Work task => List each line of the data in which the string "cached" appears.

Stored data
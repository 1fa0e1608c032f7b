/*!
    Provides functionality to manage todos
    in the database.
!*/
use std::path::Path;

use sqlx::SqlitePool;
use sqlx::sqlite::SqliteConnectOptions;
use tracing::info;

use crate::form::{FieldErrors, clean_title};
use crate::todo::{Error, ListOrder, NewTodo, Todo, TodoChanges};

pub type Result<T> = std::result::Result<T, Error>;

/// The record store. Cloning shares the underlying pool.
#[derive(Debug, Clone)]
pub struct TodoStore {
    pool: SqlitePool,
}

impl TodoStore {
    pub fn new(pool: SqlitePool) -> Self {
        TodoStore { pool }
    }

    /// Opens (creating if missing) the database file and applies migrations.
    pub async fn open(file: &Path) -> Result<Self> {
        let options = SqliteConnectOptions::new()
            .filename(file)
            .create_if_missing(true);
        let store = TodoStore::new(SqlitePool::connect_lazy_with(options));
        store.migrate().await?;
        Ok(store)
    }

    pub async fn migrate(&self) -> Result<()> {
        sqlx::migrate!().run(&self.pool).await?;
        Ok(())
    }

    /// Inserts a new unresolved todo and returns it with its assigned id.
    pub async fn create(&self, new: NewTodo) -> Result<Todo> {
        let title = checked_title(&new.title)?;
        let insert_stmt = r#"
            insert into todo(title, description, due_date, priority)
            values($1, $2, $3, $4)
            returning id, title, description, due_date, priority, is_resolved
        "#;
        let todo = sqlx::query_as::<_, Todo>(insert_stmt)
            .bind(title)
            .bind(&new.description)
            .bind(new.due_date)
            .bind(new.priority)
            .fetch_one(&self.pool)
            .await?;
        info!(id = todo.id, priority = %todo.priority, "created todo");
        Ok(todo)
    }

    pub async fn get(&self, id: i64) -> Result<Todo> {
        let select_stmt = r#"
            select id, title, description, due_date, priority, is_resolved
            from todo where id = $1
        "#;
        sqlx::query_as::<_, Todo>(select_stmt)
            .bind(id)
            .fetch_optional(&self.pool)
            .await?
            .ok_or(Error::NotFound(id))
    }

    /// Merges `changes` into the stored record.
    pub async fn update(&self, id: i64, changes: TodoChanges) -> Result<Todo> {
        let mut todo = self.get(id).await?;
        changes.apply(&mut todo);
        let title = checked_title(&todo.title)?;

        let update_stmt = r#"
            update todo
            set title = $1, description = $2, due_date = $3, priority = $4, is_resolved = $5
            where id = $6
            returning id, title, description, due_date, priority, is_resolved
        "#;
        let todo = sqlx::query_as::<_, Todo>(update_stmt)
            .bind(title)
            .bind(&todo.description)
            .bind(todo.due_date)
            .bind(todo.priority)
            .bind(todo.is_resolved)
            .bind(id)
            .fetch_optional(&self.pool)
            .await?
            .ok_or(Error::NotFound(id))?;
        info!(id, "updated todo");
        Ok(todo)
    }

    /// Flips `is_resolved` and returns the record as stored afterwards.
    pub async fn toggle(&self, id: i64) -> Result<Todo> {
        let toggle_stmt = r#"
            update todo set is_resolved = not is_resolved
            where id = $1
            returning id, title, description, due_date, priority, is_resolved
        "#;
        let todo = sqlx::query_as::<_, Todo>(toggle_stmt)
            .bind(id)
            .fetch_optional(&self.pool)
            .await?
            .ok_or(Error::NotFound(id))?;
        info!(id, is_resolved = todo.is_resolved, "toggled todo");
        Ok(todo)
    }

    /// Hard delete. Deleting an id twice fails the second time.
    pub async fn delete(&self, id: i64) -> Result<()> {
        let res = sqlx::query("delete from todo where id = $1")
            .bind(id)
            .execute(&self.pool)
            .await?;
        if res.rows_affected() == 0 {
            return Err(Error::NotFound(id));
        }
        info!(id, "deleted todo");
        Ok(())
    }

    pub async fn count(&self) -> Result<i64> {
        let count = sqlx::query_scalar::<_, i64>("select count(*) from todo")
            .fetch_one(&self.pool)
            .await?;
        Ok(count)
    }

    /// Every record, sorted by `order`.
    pub async fn list_all(&self, order: &ListOrder) -> Result<Vec<Todo>> {
        let select_stmt = r#"
            select id, title, description, due_date, priority, is_resolved
            from todo
        "#;
        let mut todos = sqlx::query_as::<_, Todo>(select_stmt)
            .fetch_all(&self.pool)
            .await?;
        order.sort(&mut todos);
        Ok(todos)
    }
}

fn checked_title(title: &str) -> Result<String> {
    clean_title(Some(title)).map_err(|e| Error::Validation(FieldErrors::single("title", e)))
}
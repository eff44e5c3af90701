use console::style;
use std::process::ExitCode;

fn main() -> ExitCode {
    match objmap_cli::parse_and_run() {
        Ok(code) => code,
        Err(err) => {
            eprintln!("{} {:#}", style("error:").red().bold(), err);
            ExitCode::FAILURE
        }
    }
}
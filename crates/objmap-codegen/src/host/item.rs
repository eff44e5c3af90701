use super::attr::{self, FieldAttr, ProfileAttr};
use super::ErrorSet;

use indexmap::IndexMap;
use std::collections::{HashMap, HashSet};
use syn::ext::IdentExt;
use syn::punctuated::Punctuated;

/// Everything the generator reads out of one source file.
#[derive(Debug, Default)]
pub(crate) struct Items {
    /// Structs with named fields (or none), keyed by name
    pub(crate) structs: IndexMap<String, StructDef>,

    /// Enums, unions and tuple structs. Their values are copied as a whole.
    pub(crate) opaque: Vec<String>,

    /// Associated functions of inherent impls, keyed by self type name
    pub(crate) methods: HashMap<String, Vec<syn::ImplItemFn>>,

    /// Types with an `impl Default`
    pub(crate) default_impls: HashSet<String>,

    /// Types with an `impl IntoIterator for &Type<T>`
    pub(crate) iterable: HashSet<String>,

    pub(crate) conversions: Vec<ConversionImpl>,
}

#[derive(Debug)]
pub(crate) struct StructDef {
    pub(crate) ident: syn::Ident,

    /// Names of the struct's type parameters
    pub(crate) params: Vec<String>,

    pub(crate) fields: Vec<FieldDef>,

    /// `#[derive(Default)]` is present
    pub(crate) derives_default: bool,

    /// Set when the struct is a mapping profile
    pub(crate) profile: Option<ProfileAttr>,
}

#[derive(Debug)]
pub(crate) struct FieldDef {
    /// Field name without any `r#` prefix
    pub(crate) name: String,

    pub(crate) ty: syn::Type,

    /// Declared `pub`
    pub(crate) public: bool,

    pub(crate) attr: FieldAttr,
}

/// An `impl From<A> for B` or `impl TryFrom<A> for B`.
#[derive(Debug)]
pub(crate) struct ConversionImpl {
    pub(crate) from: syn::Type,
    pub(crate) to: syn::Type,

    /// Declared through `TryFrom`
    pub(crate) fallible: bool,
}

impl Items {
    pub(crate) fn from_ast(file: &syn::File) -> syn::Result<Items> {
        let mut items = Items::default();
        let mut errs = ErrorSet::new();

        items.collect(&file.items, &mut errs);

        errs.finish(items)
    }

    fn collect(&mut self, items: &[syn::Item], errs: &mut ErrorSet) {
        for item in items {
            match item {
                syn::Item::Struct(item) => match &item.fields {
                    syn::Fields::Unnamed(_) => self.opaque.push(item.ident.to_string()),
                    _ => {
                        if let Some(def) = errs.check(StructDef::from_ast(item)) {
                            self.structs.insert(def.ident.to_string(), def);
                        }
                    }
                },
                syn::Item::Enum(item) => self.opaque.push(item.ident.to_string()),
                syn::Item::Union(item) => self.opaque.push(item.ident.to_string()),
                syn::Item::Impl(item) => self.collect_impl(item),
                syn::Item::Mod(item) => {
                    if let Some((_, content)) = &item.content {
                        self.collect(content, errs);
                    }
                }
                _ => {}
            }
        }
    }

    fn collect_impl(&mut self, item: &syn::ItemImpl) {
        let (by_ref, self_ty) = match &*item.self_ty {
            syn::Type::Reference(reference) => (true, &*reference.elem),
            ty => (false, ty),
        };
        let Some(name) = path_ident(self_ty).map(ToString::to_string) else {
            return;
        };

        let Some((negative, path, _)) = &item.trait_ else {
            if !by_ref {
                let fns = item.items.iter().filter_map(|item| match item {
                    syn::ImplItem::Fn(f) => Some(f.clone()),
                    _ => None,
                });
                self.methods.entry(name).or_default().extend(fns);
            }
            return;
        };

        let Some(last) = path.segments.last() else {
            return;
        };
        if negative.is_some() {
            return;
        }

        match last.ident.to_string().as_str() {
            "Default" if !by_ref => {
                self.default_impls.insert(name);
            }
            "IntoIterator" if by_ref => {
                self.iterable.insert(name);
            }
            trait_name @ ("From" | "TryFrom") if !by_ref && item.generics.params.is_empty() => {
                if let [from] = type_args(last)[..] {
                    self.conversions.push(ConversionImpl {
                        from: from.clone(),
                        to: self_ty.clone(),
                        fallible: trait_name == "TryFrom",
                    });
                }
            }
            _ => {}
        }
    }

    pub(crate) fn profiles(&self) -> impl Iterator<Item = &StructDef> {
        self.structs.values().filter(|def| def.profile.is_some())
    }

    pub(crate) fn methods_of(&self, name: &str) -> &[syn::ImplItemFn] {
        self.methods.get(name).map(Vec::as_slice).unwrap_or_default()
    }

    pub(crate) fn has_default(&self, def: &StructDef) -> bool {
        def.derives_default || self.default_impls.contains(&def.ident.to_string())
    }
}

impl StructDef {
    pub(crate) fn from_ast(item: &syn::ItemStruct) -> syn::Result<StructDef> {
        let mut errs = ErrorSet::new();
        let mut derives_default = false;
        let mut profile = None;

        for attr in &item.attrs {
            if attr.path().is_ident("derive") {
                let derives = errs.check(attr.parse_args_with(
                    Punctuated::<syn::Path, syn::Token![,]>::parse_terminated,
                ));
                derives_default |= derives
                    .iter()
                    .flatten()
                    .any(|path| path.segments.last().is_some_and(|s| s.ident == "Default"));
            } else if attr::is_marker(attr, "mapping_profile") {
                profile = errs.check(ProfileAttr::from_ast(attr));
            }
        }

        let mut fields = vec![];
        for field in &item.fields {
            let Some(ident) = &field.ident else {
                continue;
            };
            let Some(attr) = errs.check(FieldAttr::from_ast(&field.attrs)) else {
                continue;
            };

            fields.push(FieldDef {
                name: ident.unraw().to_string(),
                ty: field.ty.clone(),
                public: matches!(field.vis, syn::Visibility::Public(_)),
                attr,
            });
        }

        let def = StructDef {
            ident: item.ident.clone(),
            params: item
                .generics
                .type_params()
                .map(|param| param.ident.to_string())
                .collect(),
            fields,
            derives_default,
            profile,
        };

        errs.finish(def)
    }

    pub(crate) fn is_generic(&self) -> bool {
        !self.params.is_empty()
    }

    /// Every field is `pub`, so a struct literal can build the value.
    pub(crate) fn is_literal_constructible(&self) -> bool {
        self.fields.iter().all(|field| field.public)
    }
}

/// The last identifier of a plain path type.
pub(crate) fn path_ident(ty: &syn::Type) -> Option<&syn::Ident> {
    match ty {
        syn::Type::Path(path) if path.qself.is_none() => {
            path.path.segments.last().map(|segment| &segment.ident)
        }
        syn::Type::Paren(paren) => path_ident(&paren.elem),
        syn::Type::Group(group) => path_ident(&group.elem),
        _ => None,
    }
}

/// The type arguments of a path segment, skipping lifetimes and consts.
pub(crate) fn type_args(segment: &syn::PathSegment) -> Vec<&syn::Type> {
    let syn::PathArguments::AngleBracketed(args) = &segment.arguments else {
        return vec![];
    };

    args.args
        .iter()
        .filter_map(|arg| match arg {
            syn::GenericArgument::Type(ty) => Some(ty),
            _ => None,
        })
        .collect()
}

#[cfg(test)]
mod tests {
    use super::*;

    use quote::quote;

    fn items(tokens: proc_macro2::TokenStream) -> Items {
        Items::from_ast(&syn::parse2(tokens).unwrap()).unwrap()
    }

    #[test]
    fn indexes_impls() {
        let items = items(quote! {
            #[derive(Debug, Default)]
            pub struct A { pub id: i32, secret: String }
            pub struct B { pub r#type: i32 }
            pub struct Meters(f64);
            pub enum Color { Red }
            pub struct Bag<T> { pub items: Vec<T> }

            impl B { pub fn new(r#type: i32) -> Self { B { r#type } } }
            impl From<A> for B { fn from(a: A) -> B { B { r#type: a.id } } }
            impl TryFrom<B> for A { type Error = (); fn try_from(b: B) -> Result<A, ()> { Err(()) } }
            impl<'a, T> IntoIterator for &'a Bag<T> {
                type Item = &'a T;
                type IntoIter = std::slice::Iter<'a, T>;
                fn into_iter(self) -> Self::IntoIter { self.items.iter() }
            }
        });

        assert_eq!(items.structs.keys().collect::<Vec<_>>(), ["A", "B", "Bag"]);
        assert_eq!(items.opaque, ["Meters", "Color"]);

        let a = &items.structs["A"];
        assert!(items.has_default(a));
        assert!(!a.is_literal_constructible());
        assert!(!a.fields[1].public);

        let b = &items.structs["B"];
        assert_eq!(b.fields[0].name, "type");
        assert_eq!(items.methods_of("B").len(), 1);
        assert!(items.methods_of("A").is_empty());

        assert_eq!(items.conversions.len(), 2);
        assert!(!items.conversions[0].fallible);
        assert!(items.conversions[1].fallible);

        assert!(items.iterable.contains("Bag"));
        assert_eq!(items.structs["Bag"].params, ["T"]);
    }

    #[test]
    fn nested_modules_are_flattened() {
        let items = items(quote! {
            mod inner {
                pub struct Deep { pub x: u8 }
            }
        });
        assert!(items.structs.contains_key("Deep"));
    }
}
//! Collection converters registered by the predefined profile.

/// Materializes mapped elements into any collection that can be built from
/// an iterator.
pub fn collect<T, C>(items: impl IntoIterator<Item = T>) -> C
where
    C: FromIterator<T>,
{
    items.into_iter().collect()
}
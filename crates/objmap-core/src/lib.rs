mod cancel;
pub use cancel::CancellationToken;

pub mod catalog;
pub use catalog::{MemoryCatalog, TypeCatalog, TypeId};

mod config;
pub use config::{Accessibility, Config};

mod context;
pub use context::ResolutionContext;

pub mod conversion;
pub use conversion::{Conversion, ConversionMatcher};

pub mod descriptor;
pub use descriptor::{MappingPair, MappingRequest, TypeMapDescriptor};

mod diagnostic;
pub use diagnostic::{Diagnostic, DiagnosticCode, Diagnostics, RequestSite, Severity};

mod emit;
pub use emit::CodeEmitter;

mod error;
pub use error::{Error, IntoError};

pub mod identifier;
pub use identifier::IdentifierMatcher;

pub mod invoke;
pub use invoke::{InvokeKind, MethodInvokeDescriptor};

pub mod metadata;
pub use metadata::TypeMapMetaData;

mod pass;
pub use pass::{resolve, PassInput, PassOutput};

pub mod plan;
pub use plan::{MappingPlan, PlanGroup, Strategy};

pub mod profile;
pub use profile::{HookKind, ProfileDeclaration, ProfileId, Registry};

/// A Result type alias that uses objmap's [`Error`] type.
pub type Result<T> = core::result::Result<T, Error>;
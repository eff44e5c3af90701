/// Accumulates `syn` errors so one run reports every malformed item.
#[derive(Debug, Default)]
pub(crate) struct ErrorSet {
    errors: Vec<syn::Error>,
}

impl ErrorSet {
    pub(crate) fn new() -> Self {
        Self { errors: vec![] }
    }

    pub(crate) fn push(&mut self, err: syn::Error) {
        self.errors.push(err);
    }

    /// Keeps the value of `result`, recording its error otherwise.
    pub(crate) fn check<T>(&mut self, result: syn::Result<T>) -> Option<T> {
        match result {
            Ok(value) => Some(value),
            Err(err) => {
                self.push(err);
                None
            }
        }
    }

    pub(crate) fn collect(self) -> Option<syn::Error> {
        self.errors.into_iter().reduce(|mut acc, err| {
            acc.combine(err);
            acc
        })
    }

    /// Fails with every recorded error, or returns `value`.
    pub(crate) fn finish<T>(self, value: T) -> syn::Result<T> {
        match self.collect() {
            Some(err) => Err(err),
            None => Ok(value),
        }
    }
}
use crate::{Error, Result};

use std::sync::atomic::{AtomicBool, Ordering};
use std::sync::Arc;

/// Cooperative cancellation shared between the host and a resolution pass.
///
/// Clones observe the same flag.
#[derive(Debug, Clone, Default)]
pub struct CancellationToken {
    cancelled: Arc<AtomicBool>,
}

impl CancellationToken {
    pub fn new() -> CancellationToken {
        CancellationToken::default()
    }

    pub fn cancel(&self) {
        self.cancelled.store(true, Ordering::SeqCst);
    }

    pub fn is_cancelled(&self) -> bool {
        self.cancelled.load(Ordering::SeqCst)
    }

    /// Returns `Err` once cancellation was requested.
    pub fn check(&self) -> Result<()> {
        if self.is_cancelled() {
            Err(Error::cancelled())
        } else {
            Ok(())
        }
    }
}
use crate::catalog::{Constructor, Member, SpecialType, TypeCatalog, TypeId};
use crate::diagnostic::{Diagnostic, DiagnosticCode};
use crate::Result;

use indexmap::{IndexMap, IndexSet};
use std::collections::HashMap;
use std::sync::{Arc, RwLock};

/// Members bucketed by lowercase name, each bucket ordered by name.
pub type MemberGroup = IndexMap<String, Vec<Member>>;

/// Everything the resolver needs to know about one type.
#[derive(Debug, Clone, PartialEq)]
pub struct TypeMapMetaData {
    pub ty: TypeId,
    pub name: String,

    /// Public constructors, fewest parameters first
    pub constructors: Vec<Constructor>,

    /// Members with a getter
    pub readable: MemberGroup,

    /// Members assignable at any time
    pub writable: MemberGroup,

    /// Members assignable only during construction
    pub init_only: MemberGroup,

    /// Fields that cannot be assigned
    pub read_only: MemberGroup,

    /// Member names excluded by ignore hooks
    pub ignored: IndexSet<String>,

    pub nullable: bool,

    /// Set when the type cannot take part in member-wise mapping
    pub unmappable: Option<Diagnostic>,
}

impl TypeMapMetaData {
    pub(crate) fn build(
        catalog: &dyn TypeCatalog,
        ty: TypeId,
        ignored: IndexSet<String>,
    ) -> Result<TypeMapMetaData> {
        let info = catalog.describe(ty)?;

        let mut meta = TypeMapMetaData {
            ty,
            name: info.name.clone(),
            constructors: vec![],
            readable: MemberGroup::new(),
            writable: MemberGroup::new(),
            init_only: MemberGroup::new(),
            read_only: MemberGroup::new(),
            ignored,
            nullable: info.is_nullable(),
            unmappable: None,
        };

        if is_disallowed(info.special) {
            meta.unmappable = Some(Diagnostic::new(
                DiagnosticCode::AmbiguousMapType,
                [info.name.clone()],
            ));
            return Ok(meta);
        }

        meta.constructors = catalog.public_constructors(ty)?;
        meta.constructors.sort_by_key(Constructor::arity);

        for member in catalog.public_members(ty)? {
            if member.readable {
                insert(&mut meta.readable, &member);
            }

            if member.writable && member.init_only {
                insert(&mut meta.init_only, &member);
            } else if member.writable {
                insert(&mut meta.writable, &member);
            } else if member.is_field() {
                insert(&mut meta.read_only, &member);
            }
        }

        for group in [
            &mut meta.readable,
            &mut meta.writable,
            &mut meta.init_only,
            &mut meta.read_only,
        ] {
            for bucket in group.values_mut() {
                bucket.sort_by(|a, b| a.name.cmp(&b.name));
            }
        }

        Ok(meta)
    }

    pub fn is_mappable(&self) -> bool {
        self.unmappable.is_none()
    }

    pub fn is_ignored(&self, name: &str) -> bool {
        self.ignored.contains(name)
    }

    /// Iterates the members of a group in bucket order.
    pub fn members(group: &MemberGroup) -> impl Iterator<Item = &Member> {
        group.values().flatten()
    }
}

fn insert(group: &mut MemberGroup, member: &Member) {
    group
        .entry(member.name.to_lowercase())
        .or_default()
        .push(member.clone());
}

/// Types that are converted as values and never mapped member-wise.
pub(crate) fn is_disallowed(special: Option<SpecialType>) -> bool {
    matches!(
        special,
        Some(
            SpecialType::Object
                | SpecialType::String
                | SpecialType::Void
                | SpecialType::Disposable
                | SpecialType::Primitive(_)
                | SpecialType::Scalar
        )
    )
}

/// Per-pass memo of [`TypeMapMetaData`].
#[derive(Debug, Default)]
pub struct MetadataCache {
    entries: RwLock<HashMap<TypeId, Arc<TypeMapMetaData>>>,
}

impl MetadataCache {
    pub fn new() -> MetadataCache {
        MetadataCache::default()
    }

    /// Returns the cached metadata, building it on first use.
    ///
    /// Concurrent first calls may both build; the first insert wins and every
    /// caller gets the stored value.
    pub fn get_or_build(
        &self,
        ty: TypeId,
        build: impl FnOnce() -> Result<TypeMapMetaData>,
    ) -> Result<Arc<TypeMapMetaData>> {
        if let Some(meta) = self.read().get(&ty) {
            return Ok(meta.clone());
        }

        let meta = Arc::new(build()?);
        tracing::trace!(ty = ty.0, name = %meta.name, "cached type metadata");

        let mut entries = self.write();
        Ok(entries.entry(ty).or_insert(meta).clone())
    }

    pub fn len(&self) -> usize {
        self.read().len()
    }

    pub fn is_empty(&self) -> bool {
        self.len() == 0
    }

    fn read(&self) -> std::sync::RwLockReadGuard<'_, HashMap<TypeId, Arc<TypeMapMetaData>>> {
        match self.entries.read() {
            Ok(guard) => guard,
            Err(poisoned) => poisoned.into_inner(),
        }
    }

    fn write(&self) -> std::sync::RwLockWriteGuard<'_, HashMap<TypeId, Arc<TypeMapMetaData>>> {
        match self.entries.write() {
            Ok(guard) => guard,
            Err(poisoned) => poisoned.into_inner(),
        }
    }
}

Exercise output =>
    /// Returns the cached metadata, building it on first use.
        tracing::trace!(ty = ty.0, name = %meta.name, "cached type metadata");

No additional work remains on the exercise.